Sinon, il y a la technique de pêche à faible distance. Dans votre entourage proche, cherchez bien, il y a forcément quelqu’un que vous connaissez un tout petit peu. Quelqu’un avec qui vous avez échangé un sourire une heure plus tôt fera l’affaire, ne chipotez pas. Même ce type que vous détestez, Benjamin, totalement imbu de lui-même et lunatique, allez-y, c’est vraiment pas le moment de faire le difficile, franchement. Faites semblant de rire très fort à ce que vous raconte le boulet et tournez-vous aussitôt vers Benjamin, comme si il loupait le truc le plus rigolo du monde. Avec un peu de chance, il se rapprochera pour partager avec vous ce moment de franche rigolade et c’est là qu’il faut jouer finement. Ferrer doucement le poisson. Reprendre n’importe quel élément de la conversation molle « Comme me le disait justement Monsieur Boulet à propos de l’exposition, l’artiste a vraiment un univers très fort !!! Je vous présente Benjamin, un spécialiste de l’art, Monsieur boulet ! Je vais nous chercher des verres, pendant que vous papotez ensemble, hmmm ? Je reviens tout de suite ! » Le tout avec l’air le plus pimpant possible. Plein d’entrain, joyeux et vif. A aucun moment les protagonistes ne doivent se douter que vous ne reviendrez jamais.
Le conseil que je vous donne, c’est de vous tirer carrément. Si le lieu est très grand, vous pouvez sans risque ni honte passer le reste de la soirée planqué derrière votre copain Robert à grignoter des tartines et boire du jus de papaye tout en faisant se tordre vos amis à la narration de votre forfait, mais le plus sur c’est tout de même de vider les lieux. Parce que non seulement Benjamin risque n’avoir apprécié votre coup de pute que très moyennement, et venir vous le faire savoir vertement, mais aussi parce vous n’êtes pas à l’abri d’une deuxième salve de monsieur boulet.

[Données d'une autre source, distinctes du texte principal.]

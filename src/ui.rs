//! UI surface the studio reports to
//!
//! The studio pushes entry-point enablement, blocking notices and the preview
//! binding; it never reads anything back.

use chrono::{DateTime, Utc};
use serde::Serialize;
use std::collections::VecDeque;
use std::sync::{Mutex, PoisonError};
use tracing::debug;

use crate::error::{ErrorKind, StudioError};
use crate::host::StreamInfo;
use crate::session::Controls;

/// How many notices [`UiState`] keeps
const NOTICE_HISTORY: usize = 50;

/// A user-visible failure
#[derive(Debug, Clone, PartialEq, Eq, Serialize)]
pub struct Notice {
    pub kind: ErrorKind,
    pub message: String,
    pub at: DateTime<Utc>,
}

impl Notice {
    pub fn new(error: &StudioError, message: impl Into<String>) -> Self {
        Self {
            kind: error.kind(),
            message: message.into(),
            at: Utc::now(),
        }
    }
}

pub trait UiSurface: Send + Sync {
    fn update_controls(&self, controls: &Controls);

    /// Show a blocking notification
    fn notify(&self, notice: &Notice);

    /// Bind the live preview to a stream, or unbind it
    fn bind_preview(&self, stream: Option<&StreamInfo>);
}

#[derive(Debug, Clone, Default, Serialize)]
pub struct UiSnapshot {
    pub controls: Controls,
    pub preview: Option<StreamInfo>,
    pub notices: Vec<Notice>,
}

/// UI surface that keeps the latest state in memory for polling clients
#[derive(Default)]
pub struct UiState {
    inner: Mutex<UiInner>,
}

#[derive(Default)]
struct UiInner {
    controls: Controls,
    preview: Option<StreamInfo>,
    notices: VecDeque<Notice>,
}

impl UiState {
    pub fn new() -> Self {
        Self::default()
    }

    pub fn snapshot(&self) -> UiSnapshot {
        let inner = self.inner.lock().unwrap_or_else(PoisonError::into_inner);
        UiSnapshot {
            controls: inner.controls,
            preview: inner.preview.clone(),
            notices: inner.notices.iter().cloned().collect(),
        }
    }
}

impl UiSurface for UiState {
    fn update_controls(&self, controls: &Controls) {
        debug!("Controls: {:?}", controls);
        self.inner
            .lock()
            .unwrap_or_else(PoisonError::into_inner)
            .controls = *controls;
    }

    fn notify(&self, notice: &Notice) {
        let mut inner = self.inner.lock().unwrap_or_else(PoisonError::into_inner);
        if inner.notices.len() == NOTICE_HISTORY {
            inner.notices.pop_front();
        }
        inner.notices.push_back(notice.clone());
    }

    fn bind_preview(&self, stream: Option<&StreamInfo>) {
        self.inner
            .lock()
            .unwrap_or_else(PoisonError::into_inner)
            .preview = stream.cloned();
    }
}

Revenons à la dernière gorgée de blanc.
Vous vous êtes raisonné. Après tout, une petite compromission, ça n’a jamais fait de mal à personne, et puis, au fond, vous restez bien campé sur vos positions, vous avez votre opinion pour vous, n’est-ce pas l’essentiel ?
Et vous avez quand même eu trois ou quatre saucisses cocktail pour réfléchir...
Toujours pas la moindre petite idée ?
Bon.
D’accord.
Je vous aide.
Encore mieux, l’une de
mes très chères amies, me parlant d’une exposition à laquelle elle s’était
rendue il y a quelques jours, m’en a sorti spontanément une très très bonne,
qu’elle s’attend à trouver ici, puisque dans la seconde où elle s’est aperçue
en rougissant de ce qu’elle venait de dire j’ai sorti mon calepin pour le
noter.
« Y a truc qui n’est pas inintéressant mais j’arrive pas à cerner
quoi ».
Je jure que c’est vrai.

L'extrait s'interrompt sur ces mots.